I favor Elliott Eisner's definition of literacy as the ability to encode and decode symbolic forms used in a culture. Encode means to produce, like producing content for a traditional school assignment or for the web. We can encode an algebraic expression, sales tax percentages, persuasive speeches, letters, essays and more. We can also encode web content. Blogging and twittering are just two examples of this process. Decode means to make sense of to understand and mine meaning from. We decode language both spoken and written as well as tactile, visual and audio information. Aren't decoding and encoding the essence of Web 2.0, the read/write web?

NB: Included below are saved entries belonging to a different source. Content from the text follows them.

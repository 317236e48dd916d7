//! Two-phase rendezvous barrier.
//!
//! [`PhaseBarrier`] synchronizes a fixed number of participants, one of which
//! acts as the **coordinator** (master). A cycle has two phases:
//!
//! 1. **Arrival.** Every slave calls [`PhaseBarrier::enter_as_slave`] and the
//!    coordinator calls [`PhaseBarrier::enter_as_master`]. The coordinator is
//!    blocked until all participants have arrived; the last slave to arrive
//!    wakes it.
//! 2. **Exclusive section.** The coordinator now runs alone while every slave
//!    is parked. It may read anything the slaves wrote before arriving.
//!    Dropping or releasing the returned [`MasterSection`] ends the cycle and
//!    wakes all slaves at once.
//!
//! ## Lapping
//!
//! A fast participant that leaves cycle `k` may immediately try to enter cycle
//! `k + 1` while a slow peer is still on its way out of cycle `k`. If the fast
//! one were counted as arrived for `k + 1` before the slow one has left, the
//! arrival count of the new cycle would be corrupted. The barrier therefore
//! tracks a **departure counter** next to the arrival counter, and no
//! participant (coordinator included) may arrive while it is non-zero.
//! Slaves additionally wait on a cycle generation rather than a boolean flag,
//! so a stale release can never satisfy a newer wait.
//!
//! ## Memory ordering
//!
//! All state lives behind one mutex. Every write a participant performs before
//! arriving happens-before everything the coordinator does inside its section,
//! and everything inside the section happens-before whatever slaves do after
//! they are released.
//!
//! ## Failure model
//!
//! There is no timeout. If fewer than `participants` threads ever arrive the
//! barrier blocks forever; the caller's participant count is a configuration
//! invariant.

use parking_lot::{Condvar, Mutex};

#[derive(Debug, Default)]
struct CycleState {
    /// Participants that arrived for the current cycle.
    arrived: usize,

    /// Slaves released from the previous cycle that have not yet left.
    departing: usize,

    /// Number of completed cycles.
    generation: u64,
}

/// Reusable barrier for exactly `participants` threads.
#[derive(Debug)]
pub struct PhaseBarrier {
    participants: usize,
    state: Mutex<CycleState>,

    /// Coordinator waits here for the last arrival.
    arrivals: Condvar,

    /// Slaves wait here for the coordinator's release.
    release: Condvar,

    /// Anyone trying to enter waits here until the previous cycle drained.
    drained: Condvar,
}

impl PhaseBarrier {
    /// Creates a barrier for `participants` threads (coordinator included).
    ///
    /// A single-participant barrier is valid: the coordinator passes straight
    /// through every cycle.
    pub fn new(participants: usize) -> Self {
        debug_assert!(participants > 0, "a barrier needs at least one participant");
        Self {
            participants,
            state: Mutex::new(CycleState::default()),
            arrivals: Condvar::new(),
            release: Condvar::new(),
            drained: Condvar::new(),
        }
    }

    /// Number of participants per cycle.
    #[inline]
    pub fn participants(&self) -> usize {
        self.participants
    }

    /// Number of cycles completed so far.
    pub fn cycles(&self) -> u64 {
        self.state.lock().generation
    }

    /// Arrives as the coordinator and waits for every slave.
    ///
    /// Blocks first until all slaves of the previous cycle have departed, then
    /// until all `participants` have arrived for this cycle. The returned
    /// section keeps slaves parked until it is released or dropped.
    pub fn enter_as_master(&self) -> MasterSection<'_> {
        let mut state = self.state.lock();
        while state.departing > 0 {
            self.drained.wait(&mut state);
        }

        state.arrived += 1;
        while state.arrived < self.participants {
            self.arrivals.wait(&mut state);
        }

        let generation = state.generation;
        drop(state);

        MasterSection {
            barrier: self,
            generation,
            released: false,
        }
    }

    /// Arrives as a slave and blocks until the coordinator releases the cycle.
    ///
    /// Returns the generation number of the cycle that was completed.
    pub fn enter_as_slave(&self) -> u64 {
        let mut state = self.state.lock();
        while state.departing > 0 {
            self.drained.wait(&mut state);
        }

        let generation = state.generation;
        state.arrived += 1;
        if state.arrived >= self.participants {
            self.arrivals.notify_one();
        }

        while state.generation == generation {
            self.release.wait(&mut state);
        }

        state.departing -= 1;
        if state.departing == 0 {
            self.drained.notify_all();
        }
        generation + 1
    }

    /// Ends the current cycle: resets arrivals and wakes every slave.
    fn exit_as_master(&self) {
        let mut state = self.state.lock();
        state.arrived = 0;
        state.departing = self.participants - 1;
        state.generation += 1;
        drop(state);

        self.release.notify_all();
    }
}

/// Exclusive coordinator section of one barrier cycle.
///
/// While this guard is alive every slave is parked inside
/// [`PhaseBarrier::enter_as_slave`]. Releasing it (explicitly or on drop)
/// completes the cycle.
#[must_use = "dropping the section immediately releases all slaves"]
pub struct MasterSection<'a> {
    barrier: &'a PhaseBarrier,
    generation: u64,
    released: bool,
}

impl MasterSection<'_> {
    /// Generation of the cycle this section belongs to.
    #[inline]
    pub fn generation(&self) -> u64 {
        self.generation
    }

    /// Releases all slaves and completes the cycle.
    pub fn release(mut self) {
        self.finish();
    }

    fn finish(&mut self) {
        if !self.released {
            self.released = true;
            self.barrier.exit_as_master();
        }
    }
}

impl Drop for MasterSection<'_> {
    fn drop(&mut self) {
        self.finish();
    }
}

#[cfg(test)]
mod tests {
    use super::*;
    use std::sync::atomic::{AtomicU64, AtomicUsize, Ordering};
    use std::thread;

    #[test]
    fn single_participant_never_blocks() {
        let barrier = PhaseBarrier::new(1);
        for _ in 0..100 {
            barrier.enter_as_master().release();
        }
        assert_eq!(barrier.cycles(), 100);
    }

    #[test]
    fn master_sees_writes_made_before_arrival() {
        const THREADS: usize = 4;
        let barrier = PhaseBarrier::new(THREADS);
        let slots: Vec<AtomicUsize> = (0..THREADS).map(|_| AtomicUsize::new(0)).collect();

        thread::scope(|s| {
            for t in 1..THREADS {
                let barrier = &barrier;
                let slots = &slots;
                s.spawn(move || {
                    for round in 1..=50 {
                        slots[t].store(round * t, Ordering::Relaxed);
                        barrier.enter_as_slave();
                    }
                });
            }

            for round in 1..=50 {
                let section = barrier.enter_as_master();
                for t in 1..THREADS {
                    assert_eq!(slots[t].load(Ordering::Relaxed), round * t);
                }
                section.release();
            }
        });
    }

    #[test]
    fn slaves_report_the_completed_generation() {
        let barrier = PhaseBarrier::new(2);
        let seen = AtomicU64::new(0);

        thread::scope(|s| {
            s.spawn(|| {
                for expected in 1..=20u64 {
                    let generation = barrier.enter_as_slave();
                    assert_eq!(generation, expected);
                    seen.store(generation, Ordering::Relaxed);
                }
            });
            for _ in 0..20 {
                barrier.enter_as_master().release();
            }
        });

        assert_eq!(seen.load(Ordering::Relaxed), 20);
        assert_eq!(barrier.cycles(), 20);
    }

    #[test]
    fn dropping_the_section_releases() {
        let barrier = PhaseBarrier::new(2);
        thread::scope(|s| {
            s.spawn(|| barrier.enter_as_slave());
            let section = barrier.enter_as_master();
            assert_eq!(section.generation(), 0);
            drop(section);
        });
        assert_eq!(barrier.cycles(), 1);
    }
}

If I'm using Eisner's definition of literacy then I'm standing under a fairly large umbrella. One that sees literacy as a thinking process one applies to an infinite number of texts. In my mind then, Twitter isn't a "new literacy." It is a symbolic form of Web 2.0 culture. It's a product or a Web 2.0 text type. If it's a text type then I need to teach students how to read it just as I'd teach students how to read the dictionary using guide words or how to make sense of a map. The other half of that lesson is teaching students how to apply what they learned by teaching them how to create their own text, a map, dictionary, delicious page or twitter spot. Decoding and encoding. Does that make sense?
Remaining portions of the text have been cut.